Aksi demonstrasi di stadion, petisi daring, hingga kampanye tagar menjadi tekanan moral bagi federasi dan pemerintah untuk bertindak. Bahkan tokoh seperti Najwa Shihab pernah secara terbuka mengkritik federasi dan membuka ruang diskusi publik tentang mafia bola melalui tayangan “Mata Najwa”.
Tekanan dari bawah ini harus terus dipelihara agar tidak padam dan menjadi kekuatan pengawas yang tidak bisa diabaikan.
Reformasi Sistemik: Jalan Panjang Menuju Sepak Bola Bersih
Mafia bola tidak bisa diberantas hanya dengan menangkap satu-dua pelaku. Dibutuhkan reformasi menyeluruh dari hulu ke hilir. Di level federasi, struktur organisasi harus dibenahi agar bebas dari konflik kepentingan.
Penunjukan wasit, pengawasan pertandingan, dan pengelolaan liga harus dilakukan secara independen dan transparan. Teknologi seperti VAR, e-ticketing, dan data analytics harus digunakan untuk mendeteksi anomali dan memantau performa wasit.
Di level klub, manajemen harus menjalankan tata kelola profesional dan menjunjung integritas dalam berkompetisi. Pemerintah juga harus hadir sebagai regulator yang aktif, bukan hanya reaktif.
Pendidikan kepada pemain muda, pelatih, dan wasit mengenai bahaya match fixing juga perlu ditanamkan sejak awal. Terakhir, sistem hukum harus memberikan hukuman yang berat dan efek jera, termasuk pencabutan hak politik bagi pelaku yang terlibat.
Kesimpulan: Melawan Mafia Bola Demi Masa Depan Sepak Bola Indonesia
Sepak bola Indonesia tidak akan pernah maju jika mafia bola masih bercokol dalam sistem. Praktik curang yang terus berulang hanya akan membunuh semangat kompetisi dan harapan jutaan pendukung yang menginginkan sepak bola bersih dan berprestasi.
Mafia bola bukan sekadar masalah teknis, tapi juga cerminan dari tata kelola olahraga yang buruk dan budaya permisif terhadap kecurangan. Meskipun tantangan besar, perjuangan melawan mafia bola harus terus dilanjutkan.

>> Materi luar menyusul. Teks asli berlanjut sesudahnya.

//! Declared content hashes in `algorithm:hexdigest` notation.

use serde::{Deserialize, Deserializer, Serialize, Serializer};

/// Errors produced when parsing an `algorithm:hexdigest` hash string.
#[derive(thiserror::Error, Debug, Clone, PartialEq, Eq)]
pub enum HashError {
    /// The string has no `:` separating algorithm and digest.
    #[error("Invalid file hash '{0}': expected 'algorithm:hexdigest'")]
    MissingSeparator(String),

    /// Algorithm or digest is empty.
    #[error("Invalid file hash '{0}': empty algorithm or digest")]
    Empty(String),

    /// The digest contains characters other than ASCII hex digits.
    #[error("Invalid file hash '{0}': digest is not hexadecimal")]
    NotHex(String),
}

/// A declared content hash in lockfile notation, e.g. `sha256:7f3c...`.
///
/// The algorithm name is stored lowercase (it is the key the package index
/// uses for its digest map), the digest as lowercase hex.
///
/// # Example
///
/// ```
/// use wheelpick_schema::FileHash;
///
/// let hash = FileHash::parse("sha256:ABCD").unwrap();
/// assert_eq!(hash.algorithm(), "sha256");
/// assert!(hash.matches_digest("abcd"));
/// assert_eq!(hash.to_string(), "sha256:abcd");
/// ```
#[derive(Debug, Clone, PartialEq, Eq, Hash)]
pub struct FileHash {
    algorithm: String,
    digest: String,
}

impl FileHash {
    /// Parse `algorithm:hexdigest`, splitting at the first `:`.
    ///
    /// # Errors
    ///
    /// Returns a [`HashError`] if the separator is missing, either half is
    /// empty, or the digest is not hexadecimal.
    pub fn parse(s: &str) -> Result<Self, HashError> {
        let (algorithm, digest) = s
            .split_once(':')
            .ok_or_else(|| HashError::MissingSeparator(s.to_string()))?;
        let (algorithm, digest) = (algorithm.trim(), digest.trim());

        if algorithm.is_empty() || digest.is_empty() {
            return Err(HashError::Empty(s.to_string()));
        }
        if !digest.chars().all(|c| c.is_ascii_hexdigit()) {
            return Err(HashError::NotHex(s.to_string()));
        }

        Ok(Self {
            algorithm: algorithm.to_ascii_lowercase(),
            digest: digest.to_ascii_lowercase(),
        })
    }

    /// Lowercase algorithm name (`sha256`, `md5`, `blake2b_256`, ...).
    pub fn algorithm(&self) -> &str {
        &self.algorithm
    }

    /// Lowercase hex digest.
    pub fn digest(&self) -> &str {
        &self.digest
    }

    /// Whether the declared algorithm is SHA-256, which downloads re-verify
    /// while streaming.
    pub fn is_sha256(&self) -> bool {
        self.algorithm == "sha256"
    }

    /// Compare against a hex digest reported for the same algorithm.
    pub fn matches_digest(&self, digest: &str) -> bool {
        self.digest.eq_ignore_ascii_case(digest.trim())
    }
}

impl std::fmt::Display for FileHash {
    fn fmt(&self, f: &mut std::fmt::Formatter<'_>) -> std::fmt::Result {
        write!(f, "{}:{}", self.algorithm, self.digest)
    }
}

impl std::str::FromStr for FileHash {
    type Err = HashError;

    fn from_str(s: &str) -> Result<Self, Self::Err> {
        Self::parse(s)
    }
}

impl Serialize for FileHash {
    fn serialize<S>(&self, serializer: S) -> Result<S::Ok, S::Error>
    where
        S: Serializer,
    {
        serializer.collect_str(self)
    }
}

impl<'de> Deserialize<'de> for FileHash {
    fn deserialize<D>(deserializer: D) -> Result<Self, D::Error>
    where
        D: Deserializer<'de>,
    {
        let s = String::deserialize(deserializer)?;
        Self::parse(&s).map_err(serde::de::Error::custom)
    }
}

Keberhasilan pembentukan Satgas, dorongan media, serta kesadaran publik menjadi sinyal positif bahwa perubahan bisa terjadi. Yang dibutuhkan adalah konsistensi, keberanian, dan kemauan politik untuk meletakkan fondasi sepak bola yang sehat.
Dengan sistem yang bersih, transparan, dan adil, bukan tidak mungkin suatu saat nanti Indonesia bukan hanya menjadi tuan rumah turnamen internasional, tetapi juga berprestasi di panggung dunia. Namun semua itu hanya bisa dicapai jika kita berani menyingkirkan para penyusup yang telah lama merusak keindahan permainan ini: para mafia bola.